炎症とアイシング①-炎症は治癒に必要なプロセス-

怪我をした直後、患部が熱を持って腫れてくると、多くの方が「すぐに冷やさなければ」と氷を手に取ります。しかし、近年のスポーツ医学において、炎症は決して「消すべき悪」ではありません。

まず知っておくべきは、**「炎症とは、体が自ら熱を作り出す修復プロセスである」**ということです。

炎症が熱を生む理由

損傷した組織を治すために、体内では急ピッチで化学反応が起こります。この修復のためのエネルギー代謝そのものが熱を発生させるため、患部の温度が上がるのです。 このとき、組織修復を担う酵素が最も活性化する理想的な温度帯が**38℃〜39℃**です。この範囲にある熱は、体が自ら作り出した「治癒の聖域」であり、安易にアイシングで奪ってはいけないエネルギーなのです。

スポーツ現場特有の「40℃リスク」

ただし、スポーツ中の怪我には特有の注意点があります。 運動中の体は代謝によって体温が大きく上昇しており、運動後もしばらく(約30分程度)はその高い状態が持続するというデータがあります。

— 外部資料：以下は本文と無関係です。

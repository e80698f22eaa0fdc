//! Minimal blocking HTTP seam.
//!
//! Both the token exchange and the report call go through [`HttpTransport`],
//! so tests can swap in a recording fake and never touch the network.

use std::rc::Rc;

use crate::error::TransportError;

const USER_AGENT: &str = concat!("analytics_report/", env!("CARGO_PKG_VERSION"));

/// A POST request with a fully encoded body.
#[derive(Debug, Clone, PartialEq, Eq)]
pub struct HttpRequest {
    pub url: String,
    pub content_type: &'static str,
    pub headers: Vec<(String, String)>,
    pub body: String,
}

impl HttpRequest {
    pub fn json(url: impl Into<String>, body: String) -> Self {
        HttpRequest {
            url: url.into(),
            content_type: "application/json",
            headers: Vec::new(),
            body,
        }
    }

    pub fn form(
        url: impl Into<String>,
        params: &[(&str, &str)],
    ) -> Result<Self, serde_urlencoded::ser::Error> {
        Ok(HttpRequest {
            url: url.into(),
            content_type: "application/x-www-form-urlencoded",
            headers: Vec::new(),
            body: serde_urlencoded::to_string(params)?,
        })
    }

    pub fn bearer_auth(mut self, token: &str) -> Self {
        self.headers
            .push(("Authorization".to_string(), format!("Bearer {}", token)));
        self
    }

    pub fn header(&self, name: &str) -> Option<&str> {
        self.headers
            .iter()
            .find(|(k, _)| k.eq_ignore_ascii_case(name))
            .map(|(_, v)| v.as_str())
    }
}

/// Status and body of a completed exchange, whatever the status code.
#[derive(Debug, Clone, PartialEq, Eq)]
pub struct HttpResponse {
    pub status: u16,
    pub body: String,
}

impl HttpResponse {
    pub fn is_success(&self) -> bool {
        (200..300).contains(&self.status)
    }
}

pub trait HttpTransport {
    /// Perform one request. Non-2xx statuses are returned as responses;
    /// only failures to complete the exchange are errors.
    fn post(&self, request: &HttpRequest) -> Result<HttpResponse, TransportError>;
}

impl<T: HttpTransport + ?Sized> HttpTransport for &T {
    fn post(&self, request: &HttpRequest) -> Result<HttpResponse, TransportError> {
        (**self).post(request)
    }
}

impl<T: HttpTransport + ?Sized> HttpTransport for Rc<T> {
    fn post(&self, request: &HttpRequest) -> Result<HttpResponse, TransportError> {
        (**self).post(request)
    }
}

/// ureq-backed transport using the library's default timeouts.
pub struct UreqTransport {
    agent: ureq::Agent,
}

impl UreqTransport {
    pub fn new() -> Self {
        UreqTransport {
            agent: ureq::AgentBuilder::new().user_agent(USER_AGENT).build(),
        }
    }
}

impl Default for UreqTransport {
    fn default() -> Self {
        Self::new()
    }
}

impl HttpTransport for UreqTransport {
    fn post(&self, request: &HttpRequest) -> Result<HttpResponse, TransportError> {
        let mut call = self
            .agent
            .post(&request.url)
            .set("Content-Type", request.content_type)
            .set("Accept", "application/json");
        for (name, value) in &request.headers {
            call = call.set(name, value);
        }

        let response = match call.send_string(&request.body) {
            Ok(response) => response,
            // ureq reports 4xx/5xx as errors; callers want the status and body
            Err(ureq::Error::Status(_, response)) => response,
            Err(e) => return Err(TransportError::new(&request.url, e.to_string())),
        };

        let status = response.status();
        let body = response
            .into_string()
            .map_err(|e| TransportError::new(&request.url, e))?;
        Ok(HttpResponse { status, body })
    }
}
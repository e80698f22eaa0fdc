#![allow(dead_code)]

use std::cell::RefCell;
use std::collections::VecDeque;
use std::path::PathBuf;

use analytics_report::error::TransportError;
use analytics_report::models::{
    ColumnHeader, DateRangeValues, GetReportsResponse, MetricHeader, MetricHeaderEntry, Report,
    ReportData, ReportRow,
};
use analytics_report::transport::{HttpRequest, HttpResponse, HttpTransport};

pub fn fixture(name: &str) -> PathBuf {
    PathBuf::from(env!("CARGO_MANIFEST_DIR"))
        .join("tests")
        .join("fixtures")
        .join(name)
}

/// Replays queued outcomes in order and records every request it sees.
#[derive(Default)]
pub struct RecordingTransport {
    outcomes: RefCell<VecDeque<Result<HttpResponse, String>>>,
    pub requests: RefCell<Vec<HttpRequest>>,
}

impl RecordingTransport {
    pub fn new() -> Self {
        Self::default()
    }

    pub fn respond(self, status: u16, body: &str) -> Self {
        self.outcomes.borrow_mut().push_back(Ok(HttpResponse {
            status,
            body: body.to_string(),
        }));
        self
    }

    pub fn fail(self, message: &str) -> Self {
        self.outcomes
            .borrow_mut()
            .push_back(Err(message.to_string()));
        self
    }

    pub fn calls(&self) -> usize {
        self.requests.borrow().len()
    }

    pub fn request(&self, idx: usize) -> HttpRequest {
        self.requests.borrow()[idx].clone()
    }
}

impl HttpTransport for RecordingTransport {
    fn post(&self, request: &HttpRequest) -> Result<HttpResponse, TransportError> {
        self.requests.borrow_mut().push(request.clone());
        match self.outcomes.borrow_mut().pop_front() {
            Some(Ok(response)) => Ok(response),
            Some(Err(message)) => Err(TransportError::new(&request.url, message)),
            None => Err(TransportError::new(&request.url, "no response queued")),
        }
    }
}

pub fn report(dimensions: &[&str], metrics: &[&str], rows: Vec<ReportRow>) -> Report {
    Report {
        column_header: ColumnHeader {
            dimensions: dimensions.iter().map(|d| d.to_string()).collect(),
            metric_header: MetricHeader {
                metric_header_entries: metrics
                    .iter()
                    .map(|m| MetricHeaderEntry {
                        name: m.to_string(),
                        metric_type: None,
                    })
                    .collect(),
            },
        },
        data: ReportData {
            rows,
            ..Default::default()
        },
        next_page_token: None,
    }
}

pub fn row(dimensions: &[&str], ranges: &[&[&str]]) -> ReportRow {
    ReportRow {
        dimensions: dimensions.iter().map(|d| d.to_string()).collect(),
        metrics: ranges
            .iter()
            .map(|values| DateRangeValues {
                values: values.iter().map(|v| v.to_string()).collect(),
            })
            .collect(),
    }
}

pub fn response(reports: Vec<Report>) -> GetReportsResponse {
    GetReportsResponse {
        reports,
        query_cost: None,
    }
}
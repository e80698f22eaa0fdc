use std::process::exit;

use anyhow::{Context, Result};
use log::error;
use simple_logger::SimpleLogger;

use analytics_report::cli::Args;
use analytics_report::{ReportConfig, fetch_report, load_client, print_report};

fn run(args: &Args) -> Result<()> {
    let client =
        load_client(&args.key_file).context("Error initializing Analytics Reporting service")?;

    let config = ReportConfig::default().with_view_id(args.view_id.as_str());
    let response = fetch_report(&client, &config).context("Error getting Analytics report")?;

    print_report(&response);
    Ok(())
}

fn main() {
    let args = Args::parse();

    if let Err(e) = SimpleLogger::new().with_level(args.log_level()).init() {
        eprintln!("Failed to initialise logger: {:?}", e);
    }

    if let Err(e) = run(&args) {
        error!("{:#}", e);
        exit(1);
    }
}
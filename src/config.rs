//! Fixed query parameters and service endpoints.
//!
//! Everything the report query needs lives in [`ReportConfig`]. The `Default`
//! impl carries the values the tool has always queried with; callers that need
//! a different target (tests, the `--view-id` flag) start from the default and
//! override fields.

/// Read-only Analytics scope requested for the service account token.
pub const ANALYTICS_READONLY_SCOPE: &str = "https://www.googleapis.com/auth/analytics.readonly";

/// Analytics Reporting API v4 batch endpoint.
pub const BATCH_GET_ENDPOINT: &str = "https://analyticsreporting.googleapis.com/v4/reports:batchGet";

/// Token endpoint used when the key file does not name one.
pub const DEFAULT_TOKEN_URI: &str = "https://oauth2.googleapis.com/token";

/// Key file read when `--key-file` is not given.
pub const DEFAULT_KEY_FILE: &str = "service-account.json";

// Replace with the Analytics view to query, or pass --view-id.
pub const DEFAULT_VIEW_ID: &str = "000000000";

pub const DATE_RANGE_START: &str = "30daysAgo";
pub const DATE_RANGE_END: &str = "yesterday";

pub const METRIC_SESSIONS: &str = "ga:sessions";
pub const METRIC_USERS: &str = "ga:users";
pub const METRIC_GOAL_CONVERSION_RATE: &str = "ga:goal8ConversionRate";
pub const METRIC_GOAL_VALUE: &str = "ga:goal8Value";
pub const METRIC_GOAL_COMPLETIONS: &str = "ga:goal8Completions";

pub const DIMENSION_DATE: &str = "ga:date";
pub const DIMENSION_CHANNEL: &str = "ga:channelGrouping";

/// Parameters of the single report query issued per run.
#[derive(Debug, Clone, PartialEq, Eq)]
pub struct ReportConfig {
    pub view_id: String,
    pub start_date: String,
    pub end_date: String,
    /// Metric expressions, in the order their values come back.
    pub metrics: Vec<String>,
    /// Dimension names, in the order their values come back.
    pub dimensions: Vec<String>,
    pub endpoint: String,
}

impl Default for ReportConfig {
    fn default() -> Self {
        ReportConfig {
            view_id: DEFAULT_VIEW_ID.to_string(),
            start_date: DATE_RANGE_START.to_string(),
            end_date: DATE_RANGE_END.to_string(),
            metrics: [
                METRIC_SESSIONS,
                METRIC_USERS,
                METRIC_GOAL_CONVERSION_RATE,
                METRIC_GOAL_VALUE,
                METRIC_GOAL_COMPLETIONS,
            ]
            .iter()
            .map(|m| m.to_string())
            .collect(),
            dimensions: [DIMENSION_DATE, DIMENSION_CHANNEL]
                .iter()
                .map(|d| d.to_string())
                .collect(),
            endpoint: BATCH_GET_ENDPOINT.to_string(),
        }
    }
}

impl ReportConfig {
    pub fn with_view_id(mut self, view_id: impl Into<String>) -> Self {
        self.view_id = view_id.into();
        self
    }
}
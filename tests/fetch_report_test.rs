mod common;

use analytics_report::auth::{AuthenticatedClient, StaticToken};
use analytics_report::config::BATCH_GET_ENDPOINT;
use analytics_report::credentials::load_token_source;
use analytics_report::error::{AuthError, ReportFetchError};
use analytics_report::models::GetReportsRequest;
use analytics_report::{ReportConfig, fetch_report};
use std::rc::Rc;

use common::{RecordingTransport, fixture};

const REPORT_BODY: &str = r#"{
  "reports": [{
    "columnHeader": {
      "dimensions": ["ga:date", "ga:channelGrouping"],
      "metricHeader": {"metricHeaderEntries": [
        {"name": "ga:sessions", "type": "INTEGER"},
        {"name": "ga:users", "type": "INTEGER"},
        {"name": "ga:goal8ConversionRate", "type": "PERCENT"},
        {"name": "ga:goal8Value", "type": "CURRENCY"},
        {"name": "ga:goal8Completions", "type": "INTEGER"}
      ]}
    },
    "data": {
      "rows": [{
        "dimensions": ["20230101", "Organic Search"],
        "metrics": [{"values": ["120", "95", "2.5", "30.0", "3"]}]
      }],
      "rowCount": 1
    }
  }]
}"#;

fn client_with(transport: &Rc<RecordingTransport>) -> AuthenticatedClient {
    AuthenticatedClient::new(transport.clone(), StaticToken("test-token".to_string()))
}

#[test]
fn test_single_call_with_fixed_parameters() {
    let transport = Rc::new(RecordingTransport::new().respond(200, REPORT_BODY));
    let config = ReportConfig::default().with_view_id("123456");

    let response = fetch_report(&client_with(&transport), &config).unwrap();
    assert_eq!(response.reports.len(), 1);
    assert_eq!(response.reports[0].data.rows[0].dimensions[1], "Organic Search");

    assert_eq!(transport.calls(), 1);
    let sent = transport.request(0);
    assert_eq!(sent.url, BATCH_GET_ENDPOINT);
    assert_eq!(sent.content_type, "application/json");
    assert_eq!(sent.header("Authorization"), Some("Bearer test-token"));

    let body: GetReportsRequest = serde_json::from_str(&sent.body).unwrap();
    assert_eq!(body.report_requests.len(), 1);
    let request = &body.report_requests[0];
    assert_eq!(request.view_id, "123456");
    assert_eq!(request.date_ranges.len(), 1);
    assert_eq!(request.date_ranges[0].start_date, "30daysAgo");
    assert_eq!(request.date_ranges[0].end_date, "yesterday");
    let metrics: Vec<&str> = request.metrics.iter().map(|m| m.expression.as_str()).collect();
    assert_eq!(
        metrics,
        vec![
            "ga:sessions",
            "ga:users",
            "ga:goal8ConversionRate",
            "ga:goal8Value",
            "ga:goal8Completions",
        ]
    );
    let dimensions: Vec<&str> = request.dimensions.iter().map(|d| d.name.as_str()).collect();
    assert_eq!(dimensions, vec!["ga:date", "ga:channelGrouping"]);
}

#[test]
fn test_alternate_parameter_set() {
    let transport = Rc::new(RecordingTransport::new().respond(200, r#"{"reports": []}"#));
    let config = ReportConfig {
        metrics: vec!["ga:pageviews".to_string()],
        dimensions: vec!["ga:country".to_string()],
        start_date: "2023-01-01".to_string(),
        end_date: "2023-01-31".to_string(),
        ..ReportConfig::default()
    };

    fetch_report(&client_with(&transport), &config).unwrap();
    let body: serde_json::Value = serde_json::from_str(&transport.request(0).body).unwrap();
    let request = &body["reportRequests"][0];
    assert_eq!(request["metrics"][0]["expression"], "ga:pageviews");
    assert_eq!(request["dimensions"][0]["name"], "ga:country");
    assert_eq!(request["dateRanges"][0]["startDate"], "2023-01-01");
}

#[test]
fn test_authorization_failure_is_fetch_error() {
    let transport = Rc::new(RecordingTransport::new().respond(
        401,
        r#"{"error":{"code":401,"message":"Request had invalid authentication credentials.","status":"UNAUTHENTICATED"}}"#,
    ));

    let err = fetch_report(&client_with(&transport), &ReportConfig::default()).unwrap_err();
    match &err {
        ReportFetchError::Api { status, message } => {
            assert_eq!(*status, 401);
            assert!(message.starts_with("UNAUTHENTICATED"));
        }
        other => panic!("unexpected error: {other:?}"),
    }
    assert_eq!(transport.calls(), 1);
}

#[test]
fn test_transport_failure_is_fetch_error() {
    let transport = Rc::new(RecordingTransport::new().fail("connection refused"));
    let err = fetch_report(&client_with(&transport), &ReportConfig::default()).unwrap_err();
    assert!(matches!(err, ReportFetchError::Transport(_)));
    assert!(std::error::Error::source(&err).is_some());
}

#[test]
fn test_undecodable_body_is_fetch_error() {
    let transport = Rc::new(RecordingTransport::new().respond(200, "<html>oops</html>"));
    let err = fetch_report(&client_with(&transport), &ReportConfig::default()).unwrap_err();
    assert!(matches!(err, ReportFetchError::Decode(_)));
}

#[test]
fn test_misaligned_rows_are_rejected() {
    let body = r#"{"reports":[{
        "columnHeader":{"dimensions":["ga:date","ga:channelGrouping"],
                        "metricHeader":{"metricHeaderEntries":[{"name":"ga:sessions"}]}},
        "data":{"rows":[{"dimensions":["20230101"],"metrics":[{"values":["1"]}]}]}}]}"#;
    let transport = Rc::new(RecordingTransport::new().respond(200, body));
    let err = fetch_report(&client_with(&transport), &ReportConfig::default()).unwrap_err();
    assert!(matches!(
        err,
        ReportFetchError::MalformedResponse {
            report: 0,
            row: 0,
            ..
        }
    ));
}

#[test]
fn test_jwt_flow_exchanges_token_then_fetches() {
    let tokens = load_token_source(&fixture("service_account.json")).unwrap();
    let transport = Rc::new(
        RecordingTransport::new()
            .respond(
                200,
                r#"{"access_token":"ya29.from-exchange","expires_in":3599,"token_type":"Bearer"}"#,
            )
            .respond(200, REPORT_BODY),
    );
    let client = AuthenticatedClient::new(transport.clone(), tokens);

    fetch_report(&client, &ReportConfig::default()).unwrap();

    assert_eq!(transport.calls(), 2);
    let exchange = transport.request(0);
    assert_eq!(exchange.url, "https://oauth2.googleapis.com/token");
    assert_eq!(exchange.content_type, "application/x-www-form-urlencoded");
    assert!(exchange.header("Authorization").is_none());

    let report_call = transport.request(1);
    assert_eq!(report_call.url, BATCH_GET_ENDPOINT);
    assert_eq!(
        report_call.header("Authorization"),
        Some("Bearer ya29.from-exchange")
    );
}

#[test]
fn test_token_rejection_skips_report_call() {
    let tokens = load_token_source(&fixture("service_account.json")).unwrap();
    let transport = Rc::new(RecordingTransport::new().respond(
        400,
        r#"{"error":"invalid_grant","error_description":"Invalid JWT Signature."}"#,
    ));
    let client = AuthenticatedClient::new(transport.clone(), tokens);

    let err = fetch_report(&client, &ReportConfig::default()).unwrap_err();
    assert!(matches!(
        err,
        ReportFetchError::Auth(AuthError::Rejected { status: 400, .. })
    ));
    assert_eq!(transport.calls(), 1);
}

#[test]
fn test_fatal_message_names_cause_once() {
    use anyhow::Context;

    let transport = Rc::new(RecordingTransport::new().fail("connection refused"));
    let err = fetch_report(&client_with(&transport), &ReportConfig::default())
        .context("Error getting Analytics report")
        .unwrap_err();

    let rendered = format!("{:#}", err);
    assert_eq!(rendered.matches("connection refused").count(), 1);
    assert_eq!(rendered.matches("Analytics report").count(), 1);
    assert!(rendered.starts_with("Error getting Analytics report: "));
    let expected_tail = format!("request to {} failed: connection refused", BATCH_GET_ENDPOINT);
    assert!(rendered.ends_with(&expected_tail), "rendered: {rendered}");
}
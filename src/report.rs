//! The single `reports:batchGet` call.

use log::{debug, info, trace};
use serde::Deserialize;

use crate::auth::AuthenticatedClient;
use crate::config::ReportConfig;
use crate::error::ReportFetchError;
use crate::models::{GetReportsRequest, GetReportsResponse};
use crate::transport::HttpRequest;

#[derive(Debug, Deserialize)]
struct ApiErrorEnvelope {
    error: ApiErrorBody,
}

#[derive(Debug, Deserialize)]
struct ApiErrorBody {
    #[serde(default)]
    message: Option<String>,
    #[serde(default)]
    status: Option<String>,
}

/// Best-effort message from a Google API error body.
fn api_error_message(body: &str) -> String {
    match serde_json::from_str::<ApiErrorEnvelope>(body) {
        Ok(ApiErrorEnvelope {
            error:
                ApiErrorBody {
                    message: Some(message),
                    status: Some(status),
                },
        }) => format!("{}: {}", status, message),
        Ok(ApiErrorEnvelope {
            error: ApiErrorBody {
                message: Some(message),
                ..
            },
        }) => message,
        _ => body.trim().to_string(),
    }
}

/// Fetch the report described by `config` with one authorized POST.
///
/// The decoded response is checked with [`validate_response`] and otherwise
/// returned untouched.
pub fn fetch_report(
    client: &AuthenticatedClient,
    config: &ReportConfig,
) -> Result<GetReportsResponse, ReportFetchError> {
    let request = GetReportsRequest::from(config);
    let body = serde_json::to_string(&request).map_err(ReportFetchError::Encode)?;
    trace!("Report request body: {}", body);

    debug!(
        "Requesting {} metrics by {} dimensions for view {} ({} .. {})",
        config.metrics.len(),
        config.dimensions.len(),
        config.view_id,
        config.start_date,
        config.end_date
    );
    let response = client.send(HttpRequest::json(config.endpoint.as_str(), body))?;
    if !response.is_success() {
        return Err(ReportFetchError::Api {
            status: response.status,
            message: api_error_message(&response.body),
        });
    }

    let reports: GetReportsResponse =
        serde_json::from_str(&response.body).map_err(ReportFetchError::Decode)?;
    validate_response(&reports)?;

    info!(
        "Fetched {} report(s) with {} row(s)",
        reports.reports.len(),
        reports.row_count()
    );
    Ok(reports)
}

/// Check that every row lines up with its report's column header: one value
/// per dimension name, and one value per metric name in each date range.
pub fn validate_response(response: &GetReportsResponse) -> Result<(), ReportFetchError> {
    for (report_idx, report) in response.reports.iter().enumerate() {
        let dimension_count = report.column_header.dimensions.len();
        let metric_count = report.column_header.metric_header.metric_header_entries.len();

        for (row_idx, row) in report.data.rows.iter().enumerate() {
            if row.dimensions.len() != dimension_count {
                return Err(ReportFetchError::MalformedResponse {
                    report: report_idx,
                    row: row_idx,
                    detail: format!(
                        "{} dimension value(s) for {} dimension header(s)",
                        row.dimensions.len(),
                        dimension_count
                    ),
                });
            }
            for (range_idx, values) in row.metrics.iter().enumerate() {
                if values.values.len() != metric_count {
                    return Err(ReportFetchError::MalformedResponse {
                        report: report_idx,
                        row: row_idx,
                        detail: format!(
                            "date range {} has {} metric value(s) for {} metric header(s)",
                            range_idx,
                            values.values.len(),
                            metric_count
                        ),
                    });
                }
            }
        }
    }
    Ok(())
}
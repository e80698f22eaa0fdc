//! Decoded `reports:batchGet` response.
//!
//! The service omits empty collections, so every field defaults. Values stay
//! as the strings the service sends; nothing here reinterprets them.

use serde::{Deserialize, Serialize};

#[derive(Debug, Clone, Default, PartialEq, Serialize, Deserialize)]
#[serde(rename_all = "camelCase", default)]
pub struct GetReportsResponse {
    pub reports: Vec<Report>,
    pub query_cost: Option<i64>,
}

#[derive(Debug, Clone, Default, PartialEq, Serialize, Deserialize)]
#[serde(rename_all = "camelCase", default)]
pub struct Report {
    pub column_header: ColumnHeader,
    pub data: ReportData,
    /// Present when more rows exist; never followed.
    pub next_page_token: Option<String>,
}

#[derive(Debug, Clone, Default, PartialEq, Serialize, Deserialize)]
#[serde(rename_all = "camelCase", default)]
pub struct ColumnHeader {
    pub dimensions: Vec<String>,
    pub metric_header: MetricHeader,
}

#[derive(Debug, Clone, Default, PartialEq, Serialize, Deserialize)]
#[serde(rename_all = "camelCase", default)]
pub struct MetricHeader {
    pub metric_header_entries: Vec<MetricHeaderEntry>,
}

#[derive(Debug, Clone, Default, PartialEq, Serialize, Deserialize)]
#[serde(default)]
pub struct MetricHeaderEntry {
    pub name: String,
    #[serde(rename = "type")]
    pub metric_type: Option<String>,
}

#[derive(Debug, Clone, Default, PartialEq, Serialize, Deserialize)]
#[serde(rename_all = "camelCase", default)]
pub struct ReportData {
    pub rows: Vec<ReportRow>,
    pub totals: Vec<DateRangeValues>,
    pub row_count: Option<i64>,
    pub is_data_golden: Option<bool>,
}

#[derive(Debug, Clone, Default, PartialEq, Serialize, Deserialize)]
#[serde(default)]
pub struct ReportRow {
    pub dimensions: Vec<String>,
    /// One entry per requested date range.
    pub metrics: Vec<DateRangeValues>,
}

#[derive(Debug, Clone, Default, PartialEq, Serialize, Deserialize)]
#[serde(default)]
pub struct DateRangeValues {
    pub values: Vec<String>,
}

impl ColumnHeader {
    pub fn metric_names(&self) -> impl Iterator<Item = &str> {
        self.metric_header
            .metric_header_entries
            .iter()
            .map(|m| m.name.as_str())
    }
}

impl GetReportsResponse {
    pub fn row_count(&self) -> usize {
        self.reports.iter().map(|r| r.data.rows.len()).sum()
    }
}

ここで問題になるのが、「運動による高い体温」に「炎症による熱産生」が加わることです。 この2つの熱が足し算されると、患部の温度は容易に**40℃**という境界線を超えてしまいます。40℃を超えると、組織は修復どころか、自らの熱でダメージを受ける「自壊」の危険にさらされます。

「邪魔をしない」か「消火」か

  • 39℃以下: 治癒を加速させるため、アイシングで邪魔をせず見守る。
  • 40℃以上: 組織自壊を防ぐための緊急的な「消火活動(クーリング)」が必要。

炎症は味方ですが、「スポーツ直後の怪我は、熱の足し算によって最も40℃を超えやすい危険な時間帯である」。この認識こそが、正しい処置のスタートラインとなります。